How do you see yourself as a catalyst for change?
I believe I’m a catalyst for change by empowering people to overcome sexual guilt and shame by teaching them how to love themselves and accept their own sexuality, through my private practice, global seminars, books, instructional videos, media and my online university. I dedicate my life to helping people make love and intimacy a priority in their lives. I’m also mentoring students to become Love Coaches and Sexologists by sharing my vast knowledge, successes and failures so they too can become catalysts for change.

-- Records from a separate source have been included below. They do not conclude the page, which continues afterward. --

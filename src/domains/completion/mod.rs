//! Completion domain - the outbound call to the hosted LLM API.

pub mod client;
pub mod error;

pub use client::{CompletionBackend, OpenAiClient};
pub use error::CompletionError;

Who or what was a catalyst for you?
My catalyst was adversity as I was born in Hungary during the Russian revolution, smuggled to Austria where I was left in an orphanage run by strict nuns. Their abuse and negative programming about sex left me feeling worthless. They told me that if I ever kissed a boy that a baby would pop out of my mouth, they taught me to feel ashamed my body and that sex was dirty, evil and a mortal sin. Consequently, I grew up a very confused teenager and with no parental guidance I was easily conned and taken advantage of, especially by men. After many abusive relationships, I was determined to make it my mission to find out as much as I could about love, relationships and sex so that I could find a healthy loving relationship. I have been with my husband for over 20 years now and consider that to be one of my best qualifications and a catalyst for what I do.
What do you feel are some of the biggest challenges or concerns facing us in the field of sexuality right now?
The biggest concerns of sexuality right now includes sexual abuse of children, rape and violence towards women, forced prostitution and sexual abuse in the Catholic church. Challenges remain for getting people to be open and honest with their sexual truths and teaching healthy sexuality with respect to end sexual violence. I still think so much of the conversation is treated like something that should be shame-based, whispered, or not discussed at all.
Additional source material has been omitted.